RECORDS SUPPLIED:
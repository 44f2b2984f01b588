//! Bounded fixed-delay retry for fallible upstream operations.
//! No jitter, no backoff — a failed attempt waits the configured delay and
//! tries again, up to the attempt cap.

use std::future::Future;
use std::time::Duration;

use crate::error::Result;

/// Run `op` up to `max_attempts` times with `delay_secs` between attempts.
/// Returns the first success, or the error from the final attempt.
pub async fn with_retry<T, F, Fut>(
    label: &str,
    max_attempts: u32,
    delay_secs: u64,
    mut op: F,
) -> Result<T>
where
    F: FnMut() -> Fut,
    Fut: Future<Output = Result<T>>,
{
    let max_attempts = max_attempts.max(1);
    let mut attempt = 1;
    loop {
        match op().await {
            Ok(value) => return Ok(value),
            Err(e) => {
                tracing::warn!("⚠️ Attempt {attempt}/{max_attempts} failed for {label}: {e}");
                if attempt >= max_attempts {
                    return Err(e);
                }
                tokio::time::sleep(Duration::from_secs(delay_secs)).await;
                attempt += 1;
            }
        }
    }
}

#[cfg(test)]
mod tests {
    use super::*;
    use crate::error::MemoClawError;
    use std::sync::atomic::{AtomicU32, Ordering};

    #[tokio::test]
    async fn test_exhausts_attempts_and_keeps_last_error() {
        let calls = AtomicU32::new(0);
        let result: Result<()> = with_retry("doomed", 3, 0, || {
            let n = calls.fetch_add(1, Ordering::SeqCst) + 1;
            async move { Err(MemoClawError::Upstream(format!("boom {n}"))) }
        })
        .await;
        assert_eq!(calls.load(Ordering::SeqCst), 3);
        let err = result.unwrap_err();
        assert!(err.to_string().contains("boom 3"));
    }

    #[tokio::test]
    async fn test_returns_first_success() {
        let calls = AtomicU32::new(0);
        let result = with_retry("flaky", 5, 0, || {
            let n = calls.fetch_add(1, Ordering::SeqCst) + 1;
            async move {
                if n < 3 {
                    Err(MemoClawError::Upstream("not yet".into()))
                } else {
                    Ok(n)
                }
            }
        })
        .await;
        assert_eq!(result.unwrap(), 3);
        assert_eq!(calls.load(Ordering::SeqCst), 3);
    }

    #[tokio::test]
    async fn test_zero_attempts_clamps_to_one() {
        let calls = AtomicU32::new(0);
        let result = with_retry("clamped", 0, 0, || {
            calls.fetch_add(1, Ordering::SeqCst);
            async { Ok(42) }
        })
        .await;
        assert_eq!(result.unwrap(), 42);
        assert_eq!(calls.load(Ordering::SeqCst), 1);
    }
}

---

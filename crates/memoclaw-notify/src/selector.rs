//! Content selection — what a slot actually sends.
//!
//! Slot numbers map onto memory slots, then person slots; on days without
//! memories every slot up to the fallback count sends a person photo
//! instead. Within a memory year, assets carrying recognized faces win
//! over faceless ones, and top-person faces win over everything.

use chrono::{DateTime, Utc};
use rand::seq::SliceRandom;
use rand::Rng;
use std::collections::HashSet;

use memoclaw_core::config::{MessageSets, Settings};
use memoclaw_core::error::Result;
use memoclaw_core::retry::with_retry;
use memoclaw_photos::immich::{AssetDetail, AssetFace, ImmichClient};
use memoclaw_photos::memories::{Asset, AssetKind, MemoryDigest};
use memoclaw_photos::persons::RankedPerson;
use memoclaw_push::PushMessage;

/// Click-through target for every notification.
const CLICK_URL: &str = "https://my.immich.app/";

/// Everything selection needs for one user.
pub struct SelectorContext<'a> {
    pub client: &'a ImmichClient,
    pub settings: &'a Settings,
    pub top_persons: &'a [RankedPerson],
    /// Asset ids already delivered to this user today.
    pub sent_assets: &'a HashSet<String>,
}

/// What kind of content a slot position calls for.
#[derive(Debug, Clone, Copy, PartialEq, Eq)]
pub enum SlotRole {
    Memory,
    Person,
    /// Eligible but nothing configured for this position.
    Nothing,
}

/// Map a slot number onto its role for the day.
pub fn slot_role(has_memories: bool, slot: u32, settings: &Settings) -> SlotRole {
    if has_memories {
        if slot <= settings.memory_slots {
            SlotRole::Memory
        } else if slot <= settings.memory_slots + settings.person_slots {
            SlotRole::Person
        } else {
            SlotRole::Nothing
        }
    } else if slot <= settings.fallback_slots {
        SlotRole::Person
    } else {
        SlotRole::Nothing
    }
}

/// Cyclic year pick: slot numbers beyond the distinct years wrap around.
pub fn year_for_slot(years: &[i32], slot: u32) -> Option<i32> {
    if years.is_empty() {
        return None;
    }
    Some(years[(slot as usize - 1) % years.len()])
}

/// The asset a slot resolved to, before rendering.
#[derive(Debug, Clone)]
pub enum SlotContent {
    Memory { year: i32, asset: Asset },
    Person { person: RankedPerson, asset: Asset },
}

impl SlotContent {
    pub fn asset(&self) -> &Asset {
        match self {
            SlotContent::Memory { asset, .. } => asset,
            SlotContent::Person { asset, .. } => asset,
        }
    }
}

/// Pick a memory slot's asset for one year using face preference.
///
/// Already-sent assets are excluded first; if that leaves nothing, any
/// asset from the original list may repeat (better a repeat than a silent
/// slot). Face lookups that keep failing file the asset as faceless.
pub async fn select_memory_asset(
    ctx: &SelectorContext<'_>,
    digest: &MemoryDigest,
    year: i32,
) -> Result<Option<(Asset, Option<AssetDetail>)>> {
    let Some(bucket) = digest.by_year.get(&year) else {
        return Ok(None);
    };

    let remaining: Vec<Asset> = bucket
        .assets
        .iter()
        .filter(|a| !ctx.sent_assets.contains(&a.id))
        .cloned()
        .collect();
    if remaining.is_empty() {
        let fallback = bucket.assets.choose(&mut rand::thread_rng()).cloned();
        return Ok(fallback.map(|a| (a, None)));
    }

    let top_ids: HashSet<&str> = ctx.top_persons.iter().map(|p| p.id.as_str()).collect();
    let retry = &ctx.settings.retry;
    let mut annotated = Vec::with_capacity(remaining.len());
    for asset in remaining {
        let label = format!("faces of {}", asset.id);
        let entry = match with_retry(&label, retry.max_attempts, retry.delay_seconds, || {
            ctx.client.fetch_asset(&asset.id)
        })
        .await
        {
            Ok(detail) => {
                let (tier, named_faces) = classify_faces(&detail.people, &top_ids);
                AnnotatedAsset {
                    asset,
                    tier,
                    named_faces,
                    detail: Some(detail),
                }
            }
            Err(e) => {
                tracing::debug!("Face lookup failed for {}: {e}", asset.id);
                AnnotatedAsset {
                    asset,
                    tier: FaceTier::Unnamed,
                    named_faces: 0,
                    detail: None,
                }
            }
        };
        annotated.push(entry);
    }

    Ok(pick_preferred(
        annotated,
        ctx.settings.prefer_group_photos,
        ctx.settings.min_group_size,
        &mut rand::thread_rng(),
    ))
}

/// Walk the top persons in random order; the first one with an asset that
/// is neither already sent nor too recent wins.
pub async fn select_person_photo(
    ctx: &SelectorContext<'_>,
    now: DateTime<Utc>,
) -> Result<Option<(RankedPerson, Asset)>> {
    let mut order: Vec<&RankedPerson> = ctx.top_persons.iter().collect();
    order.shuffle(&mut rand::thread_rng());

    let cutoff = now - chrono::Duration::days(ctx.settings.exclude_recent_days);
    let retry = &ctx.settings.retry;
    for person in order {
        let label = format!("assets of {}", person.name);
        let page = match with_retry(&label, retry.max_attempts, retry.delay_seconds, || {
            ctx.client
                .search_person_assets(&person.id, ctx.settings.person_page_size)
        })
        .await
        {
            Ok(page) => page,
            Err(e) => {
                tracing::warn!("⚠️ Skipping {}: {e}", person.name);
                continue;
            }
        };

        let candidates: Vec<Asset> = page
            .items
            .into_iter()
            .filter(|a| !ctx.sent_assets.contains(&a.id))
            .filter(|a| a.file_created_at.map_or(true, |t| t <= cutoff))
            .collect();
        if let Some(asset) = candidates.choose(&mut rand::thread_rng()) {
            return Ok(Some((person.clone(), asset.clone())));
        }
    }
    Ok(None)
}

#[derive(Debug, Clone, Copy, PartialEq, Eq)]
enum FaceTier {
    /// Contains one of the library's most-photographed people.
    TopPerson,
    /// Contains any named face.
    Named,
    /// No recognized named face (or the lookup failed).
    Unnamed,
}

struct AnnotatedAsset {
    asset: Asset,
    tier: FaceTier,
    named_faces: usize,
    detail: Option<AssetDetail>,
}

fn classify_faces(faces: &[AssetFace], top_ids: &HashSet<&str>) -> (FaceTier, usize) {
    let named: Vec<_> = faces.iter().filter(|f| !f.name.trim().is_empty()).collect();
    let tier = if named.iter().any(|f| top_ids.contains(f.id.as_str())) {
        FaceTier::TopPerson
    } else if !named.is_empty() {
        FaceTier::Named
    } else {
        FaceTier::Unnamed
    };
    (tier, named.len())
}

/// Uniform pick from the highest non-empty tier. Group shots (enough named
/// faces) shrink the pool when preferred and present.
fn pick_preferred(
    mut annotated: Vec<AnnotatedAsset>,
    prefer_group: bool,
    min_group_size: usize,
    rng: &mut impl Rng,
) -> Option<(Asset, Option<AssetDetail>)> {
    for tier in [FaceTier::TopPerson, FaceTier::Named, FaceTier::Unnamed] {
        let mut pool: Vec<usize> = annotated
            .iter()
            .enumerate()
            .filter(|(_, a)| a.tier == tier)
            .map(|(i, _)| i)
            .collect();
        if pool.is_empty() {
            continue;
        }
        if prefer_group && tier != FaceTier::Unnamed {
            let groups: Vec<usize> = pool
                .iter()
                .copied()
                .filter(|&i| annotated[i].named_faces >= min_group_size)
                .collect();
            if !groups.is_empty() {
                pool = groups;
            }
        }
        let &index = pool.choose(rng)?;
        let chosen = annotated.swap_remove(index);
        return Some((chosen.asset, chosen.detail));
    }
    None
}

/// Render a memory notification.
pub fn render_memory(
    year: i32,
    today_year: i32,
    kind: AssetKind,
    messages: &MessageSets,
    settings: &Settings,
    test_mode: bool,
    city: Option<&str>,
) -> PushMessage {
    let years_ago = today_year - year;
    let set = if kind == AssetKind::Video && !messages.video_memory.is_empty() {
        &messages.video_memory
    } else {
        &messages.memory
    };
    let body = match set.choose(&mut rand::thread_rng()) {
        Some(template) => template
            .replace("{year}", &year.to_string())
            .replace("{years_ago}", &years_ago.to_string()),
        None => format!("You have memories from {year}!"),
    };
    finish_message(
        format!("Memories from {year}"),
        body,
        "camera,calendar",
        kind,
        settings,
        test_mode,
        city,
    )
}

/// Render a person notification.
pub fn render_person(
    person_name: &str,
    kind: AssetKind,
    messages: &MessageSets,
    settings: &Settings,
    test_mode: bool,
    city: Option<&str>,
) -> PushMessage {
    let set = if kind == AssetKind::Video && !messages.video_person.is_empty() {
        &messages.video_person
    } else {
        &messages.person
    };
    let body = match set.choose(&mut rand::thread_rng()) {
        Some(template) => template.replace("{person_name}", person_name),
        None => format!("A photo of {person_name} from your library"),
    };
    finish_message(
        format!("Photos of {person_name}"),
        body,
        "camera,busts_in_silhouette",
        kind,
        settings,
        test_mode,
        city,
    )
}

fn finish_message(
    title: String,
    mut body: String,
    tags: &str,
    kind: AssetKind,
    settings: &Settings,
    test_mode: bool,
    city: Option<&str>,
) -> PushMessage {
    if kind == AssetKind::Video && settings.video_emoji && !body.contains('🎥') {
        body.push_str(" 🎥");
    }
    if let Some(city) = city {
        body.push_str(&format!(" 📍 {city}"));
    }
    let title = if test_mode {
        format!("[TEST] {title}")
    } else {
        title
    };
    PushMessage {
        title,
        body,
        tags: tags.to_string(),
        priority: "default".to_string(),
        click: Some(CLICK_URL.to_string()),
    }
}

---

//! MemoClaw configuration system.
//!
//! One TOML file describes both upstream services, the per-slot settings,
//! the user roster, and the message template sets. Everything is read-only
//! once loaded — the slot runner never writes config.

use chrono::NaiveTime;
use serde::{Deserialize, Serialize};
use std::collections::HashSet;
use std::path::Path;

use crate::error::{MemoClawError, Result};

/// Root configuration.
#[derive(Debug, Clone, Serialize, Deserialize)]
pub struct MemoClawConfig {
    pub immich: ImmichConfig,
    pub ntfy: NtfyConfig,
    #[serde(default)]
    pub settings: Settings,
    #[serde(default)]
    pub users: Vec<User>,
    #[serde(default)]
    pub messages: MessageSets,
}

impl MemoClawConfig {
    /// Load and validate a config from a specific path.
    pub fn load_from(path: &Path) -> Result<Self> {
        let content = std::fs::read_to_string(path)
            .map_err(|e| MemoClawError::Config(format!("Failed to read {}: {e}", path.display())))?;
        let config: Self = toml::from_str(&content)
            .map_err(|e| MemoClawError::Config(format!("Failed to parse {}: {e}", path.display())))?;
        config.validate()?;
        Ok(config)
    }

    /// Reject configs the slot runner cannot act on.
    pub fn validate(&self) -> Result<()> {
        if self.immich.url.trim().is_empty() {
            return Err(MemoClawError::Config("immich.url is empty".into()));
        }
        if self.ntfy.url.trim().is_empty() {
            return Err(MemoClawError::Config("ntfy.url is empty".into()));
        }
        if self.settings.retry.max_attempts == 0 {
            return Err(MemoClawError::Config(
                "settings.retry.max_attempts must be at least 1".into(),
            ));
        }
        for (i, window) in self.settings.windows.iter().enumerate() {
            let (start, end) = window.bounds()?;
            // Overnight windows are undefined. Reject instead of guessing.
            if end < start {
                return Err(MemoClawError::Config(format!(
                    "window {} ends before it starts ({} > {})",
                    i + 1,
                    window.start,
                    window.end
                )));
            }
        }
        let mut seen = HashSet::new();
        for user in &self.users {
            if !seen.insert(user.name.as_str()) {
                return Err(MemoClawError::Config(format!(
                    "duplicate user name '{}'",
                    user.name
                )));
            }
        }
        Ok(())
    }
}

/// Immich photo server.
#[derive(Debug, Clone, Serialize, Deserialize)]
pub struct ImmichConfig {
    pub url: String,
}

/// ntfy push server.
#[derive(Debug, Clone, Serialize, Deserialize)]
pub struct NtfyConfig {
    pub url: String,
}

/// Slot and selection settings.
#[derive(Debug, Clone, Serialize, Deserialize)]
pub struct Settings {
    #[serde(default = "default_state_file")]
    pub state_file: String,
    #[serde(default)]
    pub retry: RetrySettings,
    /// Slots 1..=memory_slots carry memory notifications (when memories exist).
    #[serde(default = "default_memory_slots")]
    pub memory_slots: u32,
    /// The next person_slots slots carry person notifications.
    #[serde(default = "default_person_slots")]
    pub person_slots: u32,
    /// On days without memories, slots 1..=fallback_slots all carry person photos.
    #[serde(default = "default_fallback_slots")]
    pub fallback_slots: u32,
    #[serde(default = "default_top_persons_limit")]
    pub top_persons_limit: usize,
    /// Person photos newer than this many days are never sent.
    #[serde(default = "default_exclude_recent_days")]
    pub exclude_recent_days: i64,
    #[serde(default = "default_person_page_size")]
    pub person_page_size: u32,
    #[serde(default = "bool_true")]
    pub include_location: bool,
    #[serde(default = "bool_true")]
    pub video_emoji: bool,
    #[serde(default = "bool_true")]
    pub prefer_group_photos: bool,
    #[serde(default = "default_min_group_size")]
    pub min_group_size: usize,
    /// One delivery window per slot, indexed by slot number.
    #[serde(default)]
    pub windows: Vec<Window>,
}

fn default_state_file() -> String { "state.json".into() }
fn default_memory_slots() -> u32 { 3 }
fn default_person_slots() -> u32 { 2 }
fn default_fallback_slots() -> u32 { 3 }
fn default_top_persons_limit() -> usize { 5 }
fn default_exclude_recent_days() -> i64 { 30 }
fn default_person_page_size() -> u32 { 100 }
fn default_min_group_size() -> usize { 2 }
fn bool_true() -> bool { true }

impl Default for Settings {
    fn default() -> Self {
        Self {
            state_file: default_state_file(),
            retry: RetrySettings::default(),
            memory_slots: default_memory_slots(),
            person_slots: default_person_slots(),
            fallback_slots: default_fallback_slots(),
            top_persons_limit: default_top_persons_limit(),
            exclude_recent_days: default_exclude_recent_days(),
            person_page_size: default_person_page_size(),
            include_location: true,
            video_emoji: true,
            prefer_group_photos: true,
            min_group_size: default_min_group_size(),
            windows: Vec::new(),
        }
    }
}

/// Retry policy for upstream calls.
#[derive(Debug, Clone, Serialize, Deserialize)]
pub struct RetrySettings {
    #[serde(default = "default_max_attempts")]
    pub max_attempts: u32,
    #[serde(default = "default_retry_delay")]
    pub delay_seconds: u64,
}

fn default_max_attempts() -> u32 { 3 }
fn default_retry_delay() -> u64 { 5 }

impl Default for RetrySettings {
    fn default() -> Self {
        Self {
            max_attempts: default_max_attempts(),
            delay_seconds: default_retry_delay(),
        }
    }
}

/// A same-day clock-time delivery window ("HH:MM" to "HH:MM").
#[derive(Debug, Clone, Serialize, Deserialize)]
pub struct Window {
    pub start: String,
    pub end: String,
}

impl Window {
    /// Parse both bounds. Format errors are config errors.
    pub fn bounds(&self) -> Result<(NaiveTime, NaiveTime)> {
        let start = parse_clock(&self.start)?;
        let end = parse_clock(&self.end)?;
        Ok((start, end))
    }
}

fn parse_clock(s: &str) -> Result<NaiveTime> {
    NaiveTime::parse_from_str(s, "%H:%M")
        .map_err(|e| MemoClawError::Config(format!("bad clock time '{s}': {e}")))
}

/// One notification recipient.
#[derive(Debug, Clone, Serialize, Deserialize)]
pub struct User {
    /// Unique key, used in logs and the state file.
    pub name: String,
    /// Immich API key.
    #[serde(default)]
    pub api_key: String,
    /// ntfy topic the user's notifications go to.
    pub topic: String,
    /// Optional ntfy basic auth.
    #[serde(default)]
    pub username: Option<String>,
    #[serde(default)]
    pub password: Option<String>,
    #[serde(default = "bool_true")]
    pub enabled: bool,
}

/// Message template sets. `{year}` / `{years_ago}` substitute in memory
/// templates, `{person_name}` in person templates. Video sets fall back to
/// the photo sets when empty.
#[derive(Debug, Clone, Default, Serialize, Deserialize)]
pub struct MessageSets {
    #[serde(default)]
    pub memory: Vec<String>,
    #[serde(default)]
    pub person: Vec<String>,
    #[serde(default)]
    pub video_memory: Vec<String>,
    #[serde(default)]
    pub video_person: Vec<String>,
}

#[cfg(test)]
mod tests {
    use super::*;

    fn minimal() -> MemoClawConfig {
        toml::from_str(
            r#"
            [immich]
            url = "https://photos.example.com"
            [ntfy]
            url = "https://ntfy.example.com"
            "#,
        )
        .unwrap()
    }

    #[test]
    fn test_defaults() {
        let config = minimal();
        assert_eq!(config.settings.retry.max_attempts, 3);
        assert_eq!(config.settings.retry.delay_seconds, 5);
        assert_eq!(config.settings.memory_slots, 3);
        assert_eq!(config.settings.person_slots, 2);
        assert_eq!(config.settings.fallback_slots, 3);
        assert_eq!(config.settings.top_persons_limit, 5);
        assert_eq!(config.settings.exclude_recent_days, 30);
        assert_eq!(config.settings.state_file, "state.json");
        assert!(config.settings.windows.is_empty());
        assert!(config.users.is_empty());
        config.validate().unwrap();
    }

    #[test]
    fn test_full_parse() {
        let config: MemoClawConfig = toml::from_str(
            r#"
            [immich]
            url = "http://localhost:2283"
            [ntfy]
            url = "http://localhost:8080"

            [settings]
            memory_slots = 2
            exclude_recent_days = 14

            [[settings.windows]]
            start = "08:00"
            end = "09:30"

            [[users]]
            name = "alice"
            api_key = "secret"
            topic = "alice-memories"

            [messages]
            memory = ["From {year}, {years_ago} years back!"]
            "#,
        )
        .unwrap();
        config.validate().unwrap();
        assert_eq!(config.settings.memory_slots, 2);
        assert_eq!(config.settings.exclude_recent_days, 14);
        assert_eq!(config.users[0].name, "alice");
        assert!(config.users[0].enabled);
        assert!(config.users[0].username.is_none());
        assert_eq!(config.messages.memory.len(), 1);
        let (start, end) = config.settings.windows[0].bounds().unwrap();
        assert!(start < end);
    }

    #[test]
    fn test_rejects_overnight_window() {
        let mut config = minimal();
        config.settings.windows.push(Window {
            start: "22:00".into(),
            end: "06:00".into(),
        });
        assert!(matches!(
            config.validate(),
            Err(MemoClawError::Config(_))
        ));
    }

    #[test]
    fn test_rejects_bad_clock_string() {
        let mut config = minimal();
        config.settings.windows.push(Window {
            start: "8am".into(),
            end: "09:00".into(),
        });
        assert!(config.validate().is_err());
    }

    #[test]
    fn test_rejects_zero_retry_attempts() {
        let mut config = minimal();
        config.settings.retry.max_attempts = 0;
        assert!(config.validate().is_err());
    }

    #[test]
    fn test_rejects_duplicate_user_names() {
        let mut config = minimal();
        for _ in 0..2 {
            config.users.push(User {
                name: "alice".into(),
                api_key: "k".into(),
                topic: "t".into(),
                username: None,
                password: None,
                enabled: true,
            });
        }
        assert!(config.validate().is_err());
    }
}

WHAT YOU ARE ASKED TO DO: Copy the lines above exactly. Start with the line containing "MemoClaw configuration system.", end with the line containing "if end < start", and include both.

EXERCISE RESULT:
//! MemoClaw configuration system.
//!
//! One TOML file describes both upstream services, the per-slot settings,
//! the user roster, and the message template sets. Everything is read-only
//! once loaded — the slot runner never writes config.

use chrono::NaiveTime;
use serde::{Deserialize, Serialize};
use std::collections::HashSet;
use std::path::Path;

use crate::error::{MemoClawError, Result};

/// Root configuration.
#[derive(Debug, Clone, Serialize, Deserialize)]
pub struct MemoClawConfig {
    pub immich: ImmichConfig,
    pub ntfy: NtfyConfig,
    #[serde(default)]
    pub settings: Settings,
    #[serde(default)]
    pub users: Vec<User>,
    #[serde(default)]
    pub messages: MessageSets,
}

impl MemoClawConfig {
    /// Load and validate a config from a specific path.
    pub fn load_from(path: &Path) -> Result<Self> {
        let content = std::fs::read_to_string(path)
            .map_err(|e| MemoClawError::Config(format!("Failed to read {}: {e}", path.display())))?;
        let config: Self = toml::from_str(&content)
            .map_err(|e| MemoClawError::Config(format!("Failed to parse {}: {e}", path.display())))?;
        config.validate()?;
        Ok(config)
    }

    /// Reject configs the slot runner cannot act on.
    pub fn validate(&self) -> Result<()> {
        if self.immich.url.trim().is_empty() {
            return Err(MemoClawError::Config("immich.url is empty".into()));
        }
        if self.ntfy.url.trim().is_empty() {
            return Err(MemoClawError::Config("ntfy.url is empty".into()));
        }
        if self.settings.retry.max_attempts == 0 {
            return Err(MemoClawError::Config(
                "settings.retry.max_attempts must be at least 1".into(),
            ));
        }
        for (i, window) in self.settings.windows.iter().enumerate() {
            let (start, end) = window.bounds()?;
            // Overnight windows are undefined. Reject instead of guessing.
            if end < start {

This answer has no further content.